Caramel syrup is one of the most versatile sweet condiments you can have around. For starters, you can use it to substitute chocolate sauce in any recipe.
That goes for pastries, cakes, muffins, cupcakes, cookies and even coffee drinks. You can also top pancakes and waffles with caramel syrup and ice cream too.
I won’t lie, there are plenty of caramel syrups on the market, and they are, more often than not, pretty good. The thing is, they’re not as natural as you would want them to be.
They’re packed with artificial flavors, thickeners and other chemicals, and that’s not ideal. Homemade caramel syrup is on another level, so it’s well worth making.
Some people are afraid of making caramel, though, and with good reason. Sugar can get burned fast, so you need some skill and practice.
Having said that, making caramel and caramel sauce or syrup is easy if you know what you’re doing. Here’s a foolproof recipe to get you started; it has worked for me every time.
For this recipe, you’ll need regular granulated sugar, a whole cup of it. We’re using a splash of water too. These two straightforward ingredients alone will become the caramel. The thing with caramel, though, is that it’s a bit unstable, so we must add a few more ingredients to create a syrup.
Heavy cream and butter stabilize the caramel syrup and provide extra creaminess and texture. A dash of vanilla extract seals the deal for me. A nice homemade caramel syrup that opens a work of possibilities.
Store your caramel sauce in a bottle with a lid in the fridge. It has a long shelf-life. Still, you might want to make a fresh batch every couple of weeks just in case.
In a thick-bottomed skillet, add the sugar in an even layer.
Cover the sugar with the water without disturbing it much.
Heat over a low flame.
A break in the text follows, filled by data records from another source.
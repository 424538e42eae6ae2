//! Configuration and builders for caches and memoizers.
//!
//! [`CacheConfig`] carries the one tunable, `max_size`. [`CacheBuilder`]
//! turns it into a [`BoundedCache`] or a [`SynchronizedCache`];
//! [`MemoizeBuilder`] assembles a [`MemoizedFn`] or [`MemoizedBiFn`] from a
//! delegate plus either an injected cache or a bound.
//!
//! Every builder validates on `build*`, never later.
//!
//! ## Example
//!
//! ```rust
//! use memokit::builder::{CacheBuilder, MemoizeBuilder};
//! use memokit::pressure::PressureRegistry;
//!
//! let registry = PressureRegistry::new();
//! let cache = CacheBuilder::new()
//!     .max_size(64)
//!     .reclaim_under(&registry)
//!     .build::<u64, String>()
//!     .unwrap();
//! assert_eq!(cache.max_size(), 64);
//! assert_eq!(registry.len(), 1);
//!
//! let shout = MemoizeBuilder::new()
//!     .delegate(|s: &String| s.to_uppercase())
//!     .max_memoized(16)
//!     .build()
//!     .unwrap();
//! assert_eq!(shout.apply("hi".to_string()), "HI");
//! ```

use std::hash::Hash;

use crate::cache::bounded::{BoundedCache, DEFAULT_MAX_SIZE};
use crate::cache::synchronized::SynchronizedCache;
use crate::error::ConfigError;
use crate::memo::binary::MemoizedBiFn;
use crate::memo::key::CompositeKey;
use crate::memo::unary::MemoizedFn;
use crate::pressure::PressureRegistry;

/// Cache configuration.
#[derive(Debug, Clone, Copy, PartialEq, Eq)]
pub struct CacheConfig {
    /// Maximum number of resident entries; must be greater than 0.
    pub max_size: usize,
}

impl CacheConfig {
    pub fn new(max_size: usize) -> Self {
        Self { max_size }
    }

    pub fn validate(&self) -> Result<(), ConfigError> {
        if self.max_size == 0 {
            return Err(ConfigError::zero_max_size());
        }
        Ok(())
    }
}

impl Default for CacheConfig {
    fn default() -> Self {
        Self {
            max_size: DEFAULT_MAX_SIZE,
        }
    }
}

/// Builder for creating cache instances.
#[derive(Debug, Clone, Default)]
pub struct CacheBuilder {
    config: CacheConfig,
    registry: Option<PressureRegistry>,
}

impl CacheBuilder {
    pub fn new() -> Self {
        Self::default()
    }

    pub fn from_config(config: CacheConfig) -> Self {
        Self {
            config,
            registry: None,
        }
    }

    pub fn max_size(mut self, max_size: usize) -> Self {
        self.config.max_size = max_size;
        self
    }

    /// Registers caches built by [`build`](Self::build) with `registry`.
    pub fn reclaim_under(mut self, registry: &PressureRegistry) -> Self {
        self.registry = Some(registry.clone());
        self
    }

    /// Builds a single-owner cache. A configured registry is ignored: only
    /// shared caches can be reclaimed from outside.
    pub fn build_bounded<K, V>(&self) -> Result<BoundedCache<K, V>, ConfigError>
    where
        K: Eq + Hash + Clone,
    {
        BoundedCache::from_config(&self.config)
    }

    /// Builds a shared cache and registers it for pressure relief if a
    /// registry was configured.
    ///
    /// # Example
    ///
    /// ```rust
    /// use memokit::builder::CacheBuilder;
    ///
    /// let cache = CacheBuilder::new().build::<&str, usize>().unwrap();
    /// assert_eq!(cache.max_size(), 1024);
    ///
    /// assert!(CacheBuilder::new().max_size(0).build::<&str, usize>().is_err());
    /// ```
    pub fn build<K, V>(&self) -> Result<SynchronizedCache<K, V>, ConfigError>
    where
        K: Eq + Hash + Clone + Send + Sync + 'static,
        V: Send + Sync + 'static,
    {
        let cache = SynchronizedCache::from_bounded(self.build_bounded()?);
        if let Some(registry) = &self.registry {
            registry.register_cache(&cache);
        }
        Ok(cache)
    }
}

/// Builder for [`MemoizedFn`] and [`MemoizedBiFn`].
///
/// A delegate is required. The cache is either injected with
/// [`cache`](Self::cache) or created from [`max_memoized`](Self::max_memoized)
/// (default 1024); supplying both is a configuration error.
pub struct MemoizeBuilder<K, R, F> {
    delegate: Option<F>,
    cache: Option<SynchronizedCache<K, R>>,
    max_memoized: Option<usize>,
    registry: Option<PressureRegistry>,
}

impl<K, R, F> MemoizeBuilder<K, R, F> {
    pub fn new() -> Self {
        Self {
            delegate: None,
            cache: None,
            max_memoized: None,
            registry: None,
        }
    }

    pub fn delegate(mut self, delegate: F) -> Self {
        self.delegate = Some(delegate);
        self
    }

    /// Memoizes through an existing, possibly shared, cache.
    pub fn cache(mut self, cache: SynchronizedCache<K, R>) -> Self {
        self.cache = Some(cache);
        self
    }

    pub fn max_memoized(mut self, max_memoized: usize) -> Self {
        self.max_memoized = Some(max_memoized);
        self
    }

    pub fn reclaim_under(mut self, registry: &PressureRegistry) -> Self {
        self.registry = Some(registry.clone());
        self
    }
}

impl<K, R, F> MemoizeBuilder<K, R, F>
where
    K: Eq + Hash + Clone + Send + Sync + 'static,
    R: Send + Sync + 'static,
{
    fn into_parts(self) -> Result<(F, SynchronizedCache<K, R>), ConfigError> {
        let delegate = self
            .delegate
            .ok_or_else(|| ConfigError::new("memoizer requires a delegate function"))?;

        let cache = match (self.cache, self.max_memoized) {
            (Some(_), Some(_)) => {
                return Err(ConfigError::new("cannot set both a cache and max_memoized"));
            },
            (Some(cache), None) => cache,
            (None, max_memoized) => {
                SynchronizedCache::new(max_memoized.unwrap_or(DEFAULT_MAX_SIZE))?
            },
        };

        if let Some(registry) = &self.registry {
            registry.register_cache(&cache);
        }
        Ok((delegate, cache))
    }
}

impl<A, R, F> MemoizeBuilder<A, R, F>
where
    A: Eq + Hash + Clone + Send + Sync + 'static,
    R: Clone + Send + Sync + 'static,
    F: Fn(&A) -> R,
{
    pub fn build(self) -> Result<MemoizedFn<A, R, F>, ConfigError> {
        let (delegate, cache) = self.into_parts()?;
        Ok(MemoizedFn::with_cache(delegate, cache))
    }
}

impl<A, B, R, F> MemoizeBuilder<CompositeKey<A, B>, R, F>
where
    A: Eq + Hash + Clone + Send + Sync + 'static,
    B: Eq + Hash + Clone + Send + Sync + 'static,
    R: Clone + Send + Sync + 'static,
    F: Fn(&A, &B) -> R,
{
    pub fn build_bi(self) -> Result<MemoizedBiFn<A, B, R, F>, ConfigError> {
        let (delegate, cache) = self.into_parts()?;
        Ok(MemoizedBiFn::with_cache(delegate, cache))
    }
}

impl<K, R, F> Default for MemoizeBuilder<K, R, F> {
    fn default() -> Self {
        Self::new()
    }
}

#[cfg(test)]
mod tests {
    use super::*;
    use std::sync::atomic::{AtomicUsize, Ordering};

    mod config {
        use super::*;

        #[test]
        fn default_config_uses_default_bound() {
            let config = CacheConfig::default();
            assert_eq!(config.max_size, 1024);
            assert!(config.validate().is_ok());
        }

        #[test]
        fn zero_bound_is_invalid() {
            let err = CacheConfig::new(0).validate().unwrap_err();
            assert_eq!(err.message(), "max_size must be greater than 0");
        }
    }

    mod cache_builder {
        use super::*;

        #[test]
        fn builds_bounded_and_synchronized() {
            let builder = CacheBuilder::from_config(CacheConfig::new(3));
            let bounded: BoundedCache<u8, u8> = builder.build_bounded().unwrap();
            assert_eq!(bounded.max_size(), 3);

            let shared = builder.build::<u8, u8>().unwrap();
            assert_eq!(shared.max_size(), 3);
        }

        #[test]
        fn rejects_zero_bound() {
            assert!(CacheBuilder::new().max_size(0).build_bounded::<u8, u8>().is_err());
            assert!(CacheBuilder::new().max_size(0).build::<u8, u8>().is_err());
        }

        #[test]
        fn registers_with_registry() {
            let registry = PressureRegistry::new();
            let cache = CacheBuilder::new()
                .max_size(4)
                .reclaim_under(&registry)
                .build::<u32, u32>()
                .unwrap();
            cache.get_or_compute(1, |k| *k);

            assert_eq!(registry.len(), 1);
            assert_eq!(registry.relieve(), 1);
            assert!(cache.is_empty());
        }
    }

    mod memoize_builder {
        use super::*;

        #[test]
        fn missing_delegate_is_an_error() {
            let builder: MemoizeBuilder<u8, u8, fn(&u8) -> u8> = MemoizeBuilder::new();
            let err = builder.build().unwrap_err();
            assert!(err.message().contains("delegate"));
        }

        #[test]
        fn cache_and_bound_conflict() {
            let cache: SynchronizedCache<u8, u8> = SynchronizedCache::new(2).unwrap();
            let err = MemoizeBuilder::new()
                .delegate(|x: &u8| *x)
                .cache(cache)
                .max_memoized(4)
                .build()
                .unwrap_err();
            assert!(err.message().contains("both"));
        }

        #[test]
        fn zero_bound_is_an_error() {
            let result = MemoizeBuilder::new()
                .delegate(|x: &u8| *x)
                .max_memoized(0)
                .build();
            assert!(result.is_err());
        }

        #[test]
        fn default_cache_when_none_given() {
            let memo = MemoizeBuilder::new().delegate(|x: &u8| *x).build().unwrap();
            assert_eq!(memo.max_memoized(), DEFAULT_MAX_SIZE);
        }

        #[test]
        fn injected_cache_is_shared() {
            let cache: SynchronizedCache<u32, u32> = SynchronizedCache::new(8).unwrap();
            let memo = MemoizeBuilder::new()
                .delegate(|x: &u32| x * 3)
                .cache(cache.clone())
                .build()
                .unwrap();
            assert_eq!(memo.apply(5), 15);
            assert_eq!(cache.get(&5), Some(15));
        }

        #[test]
        fn builds_binary_memoizer() {
            let calls = AtomicUsize::new(0);
            let memo: MemoizedBiFn<u8, u8, u16, _> = MemoizeBuilder::new()
                .delegate(|a: &u8, b: &u8| {
                    calls.fetch_add(1, Ordering::SeqCst);
                    u16::from(*a) * u16::from(*b)
                })
                .max_memoized(8)
                .build_bi()
                .unwrap();

            assert_eq!(memo.apply(12, 12), 144);
            assert_eq!(memo.apply(12, 12), 144);
            assert_eq!(calls.load(Ordering::SeqCst), 1);
        }

        #[test]
        fn registered_memoizer_is_relieved() {
            let registry = PressureRegistry::new();
            let memo = MemoizeBuilder::new()
                .delegate(|x: &u64| x + 1)
                .reclaim_under(&registry)
                .build()
                .unwrap();
            memo.apply(1);
            memo.apply(2);

            assert_eq!(registry.relieve(), 2);
            assert_eq!(memo.memoized_len(), 0);
        }
    }
}
//! memokit: bounded LRU caches with memory-pressure reclamation, and
//! function memoization built on them.
//!
//! ## Layers
//!
//! ```text
//!   memo::{MemoizedFn, MemoizedBiFn}      delegate + MemoCache
//!              │
//!   cache::SynchronizedCache              Arc<RwLock<BoundedCache>>
//!              │
//!   cache::BoundedCache                   bound + LRU eviction
//!              │
//!   store::ReclaimableSlot                Option<LruStore>, droppable
//!              │
//!   store::{LruStore, RecencyList}        index + recency order
//! ```
//!
//! [`pressure::PressureRegistry`] reaches shared caches through weak handles
//! and drops their stores on request. [`intern::Interner`] keeps canonical
//! shared instances of immutable values.
//!
//! ## Quick Start
//!
//! ```
//! use memokit::prelude::*;
//!
//! let digits = memoize(|n: &u32| (1..=*n).map(|i| i.to_string()).collect::<String>());
//! assert_eq!(digits.apply(5), "12345");
//!
//! let cache = SynchronizedCache::new(2).unwrap();
//! for key in ["a", "b", "c"] {
//!     cache.get_or_compute(key, |k| k.len());
//! }
//! assert!(!cache.contains(&"a"));
//! ```

pub mod builder;
pub mod cache;
pub mod error;
pub mod intern;
pub mod memo;
pub mod pressure;
pub mod prelude;
pub mod store;
pub mod traits;

#[cfg(feature = "metrics")]
pub mod metrics;
//! Bounded LRU caches.
//!
//! - [`bounded::BoundedCache`]: single-owner cache, `&mut self` API.
//! - [`synchronized::SynchronizedCache`]: shared handle over
//!   `Arc<RwLock<BoundedCache>>`, safe to clone across threads.

pub mod bounded;
pub mod synchronized;

pub use bounded::{BoundedCache, DEFAULT_MAX_SIZE};
pub use synchronized::SynchronizedCache;
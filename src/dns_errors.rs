// Copyright (c) 2025 Erick Bourgeois, firestoned
// SPDX-License-Identifier: MIT

//! Error types for georoute.
//!
//! This module provides specialized error types for:
//! - Configuration and region registry validation (fatal at startup)
//! - Hosted zone creation and resolution (fatal at startup)
//! - DNS provider API calls (transient or permanent)
//! - Reconciliation passes that could not fully converge
//!
//! The desired-state compiler and the diff are pure and have no error type. Probe
//! failures are recorded as health data and never surface here.

use crate::model::{join_keys, RecordKey};
use thiserror::Error;

/// Errors found while loading configuration or building the region registry.
///
/// All of these abort startup; none are retried.
#[derive(Error, Debug, Clone, PartialEq, Eq)]
pub enum ConfigError {
    /// Configuration file could not be read
    #[error("Failed to read configuration file '{path}': {reason}")]
    Unreadable {
        /// Path that was read
        path: String,
        /// Underlying I/O failure
        reason: String,
    },

    /// Configuration file is not valid YAML for the expected schema
    #[error("Malformed configuration in '{path}': {reason}")]
    Malformed {
        /// Path that was parsed
        path: String,
        /// Parser message
        reason: String,
    },

    /// The registry contains no regions
    #[error("Region registry is empty; at least one region is required")]
    EmptyRegistry,

    /// Two regions share the same name
    #[error("Duplicate region name '{name}'")]
    DuplicateRegionName {
        /// The repeated region name
        name: String,
    },

    /// Two regions share the same geolocation key
    #[error("Geolocation key '{key}' is used by both '{first}' and '{second}'")]
    DuplicateGeolocationKey {
        /// The repeated key
        key: String,
        /// Region that declared the key first
        first: String,
        /// Region that declared it again
        second: String,
    },

    /// A region field fails validation
    #[error("Invalid region '{region}': {reason}")]
    InvalidRegion {
        /// Region name as written in the configuration
        region: String,
        /// What is wrong with it
        reason: String,
    },

    /// The designated primary region is not in the registry
    #[error("Primary region '{name}' is not defined in the region registry")]
    UnknownPrimaryRegion {
        /// Name given as primary
        name: String,
    },

    /// The domain name is not a valid DNS name
    #[error("Invalid domain name '{domain}': {reason}")]
    InvalidDomainName {
        /// Configured domain
        domain: String,
        /// What is wrong with it
        reason: String,
    },

    /// `create_hosted_zone` is false but no zone id was supplied
    #[error("hosted_zone_id is required when create_hosted_zone is false")]
    MissingHostedZoneId,

    /// Any other invalid setting
    #[error("Invalid setting '{field}': {reason}")]
    InvalidSetting {
        /// Dotted path of the offending field
        field: String,
        /// What is wrong with it
        reason: String,
    },
}

/// Errors returned by the DNS provider API.
#[derive(Error, Debug, Clone, PartialEq, Eq)]
pub enum ProviderError {
    /// Rate limiting or temporary server-side failure (HTTP 429, 5xx)
    #[error("Provider temporarily unavailable (HTTP {status}): {message}")]
    Transient {
        /// HTTP status code
        status: u16,
        /// Response body or error message
        message: String,
    },

    /// The provider rejected the request (HTTP 4xx other than 404/429)
    #[error("Provider rejected request (HTTP {status}): {message}")]
    Permanent {
        /// HTTP status code
        status: u16,
        /// Response body or error message
        message: String,
    },

    /// The requested resource does not exist (HTTP 404)
    #[error("Provider resource not found: {resource}")]
    NotFound {
        /// Resource that was looked up
        resource: String,
    },

    /// Connection, TLS or timeout failure before a response was received
    #[error("Provider request failed: {reason}")]
    Transport {
        /// Client error message
        reason: String,
    },

    /// Response body could not be decoded
    #[error("Failed to decode provider response: {reason}")]
    Decode {
        /// Decoder message
        reason: String,
    },
}

impl ProviderError {
    /// Returns true if the failed call may succeed when retried.
    #[must_use]
    pub fn is_retryable(&self) -> bool {
        matches!(self, Self::Transient { .. } | Self::Transport { .. })
    }

    /// Short category used as a metrics label.
    #[must_use]
    pub fn error_type(&self) -> &'static str {
        match self {
            Self::Transient { .. } => "transient",
            Self::Permanent { .. } => "permanent",
            Self::NotFound { .. } => "not_found",
            Self::Transport { .. } => "transport",
            Self::Decode { .. } => "decode",
        }
    }
}

/// Errors from hosted zone creation or resolution. All are fatal.
#[derive(Error, Debug, Clone, PartialEq, Eq)]
pub enum ZoneError {
    /// The provider refused to create the zone (e.g. domain already taken)
    #[error("Failed to create hosted zone for '{domain}': {source}")]
    ZoneCreation {
        /// Domain the zone was requested for
        domain: String,
        /// Provider failure
        source: ProviderError,
    },

    /// The supplied zone id does not exist
    #[error("Hosted zone '{zone_id}' not found")]
    ZoneNotFound {
        /// The id that was looked up
        zone_id: String,
    },

    /// The supplied zone id is not syntactically valid
    #[error("Invalid hosted zone id '{zone_id}': {reason}")]
    InvalidZoneId {
        /// The id as supplied
        zone_id: String,
        /// What is wrong with it
        reason: String,
    },

    /// The resolved zone serves a different domain than configured
    #[error("Hosted zone '{zone_id}' serves '{actual}', expected '{expected}'")]
    DomainMismatch {
        /// Zone id
        zone_id: String,
        /// Configured domain
        expected: String,
        /// Domain reported by the provider
        actual: String,
    },

    /// Looking up the zone failed for a reason other than absence
    #[error("Failed to look up hosted zone '{zone_id}': {source}")]
    Lookup {
        /// Zone id
        zone_id: String,
        /// Provider failure
        source: ProviderError,
    },

    /// Registering the provider-side health check for a region failed
    #[error("Failed to register health check for region '{region}': {source}")]
    HealthCheckSetup {
        /// Region the health check belongs to
        region: String,
        /// Provider failure
        source: ProviderError,
    },
}

/// Errors from a reconciliation pass.
///
/// A failed pass leaves the previously published outputs in place.
#[derive(Error, Debug, Clone, PartialEq, Eq)]
pub enum ReconcileError {
    /// Retries were exhausted (or a permanent error hit) with records still divergent
    #[error(
        "Failed to converge {} record(s) after {attempts} attempt(s) [{}]: {source}",
        .unresolved.len(),
        join_keys(.unresolved)
    )]
    PartialConvergence {
        /// Records whose provider state still differs from the desired state
        unresolved: Vec<RecordKey>,
        /// Number of apply attempts made
        attempts: u32,
        /// The last provider error observed
        source: ProviderError,
    },

    /// Reading the zone's records failed, so no changes were attempted
    #[error("Failed to {operation} for zone '{zone_id}': {source}")]
    Provider {
        /// Provider call that failed
        operation: String,
        /// Zone being reconciled
        zone_id: String,
        /// Provider failure
        source: ProviderError,
    },

    /// Shutdown was requested between batches
    #[error("Reconciliation cancelled with {} record(s) unresolved", .unresolved.len())]
    Cancelled {
        /// Records still divergent when the pass stopped
        unresolved: Vec<RecordKey>,
    },
}

impl ReconcileError {
    /// Records the failed pass left divergent; empty when the actual state was never read.
    #[must_use]
    pub fn unresolved(&self) -> &[RecordKey] {
        match self {
            Self::PartialConvergence { unresolved, .. } | Self::Cancelled { unresolved } => {
                unresolved
            }
            Self::Provider { .. } => &[],
        }
    }

    /// Short category used as a metrics label.
    #[must_use]
    pub fn error_type(&self) -> &'static str {
        match self {
            Self::PartialConvergence { .. } => "partial_convergence",
            Self::Provider { .. } => "provider_error",
            Self::Cancelled { .. } => "cancelled",
        }
    }
}

#[cfg(test)]
#[path = "dns_errors_tests.rs"]
mod dns_errors_tests;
Gently stir occasionally until the sugar is dissolved.
Once dissolved, increase the temperature to a medium flame and let the sugar mixture turn golden brown.
Remove from heat (before the sugar burns) and add the heavy cream. Incorporate completely.
Once the cream and the caramel are fully integrated, add the butter and vanilla extract. Incorporate.
If you find crystalized caramel, heat the mixture over a low flame while stirring until the caramel sauce is smooth.
Let your caramel sauce cool down before bottling and store it in the fridge.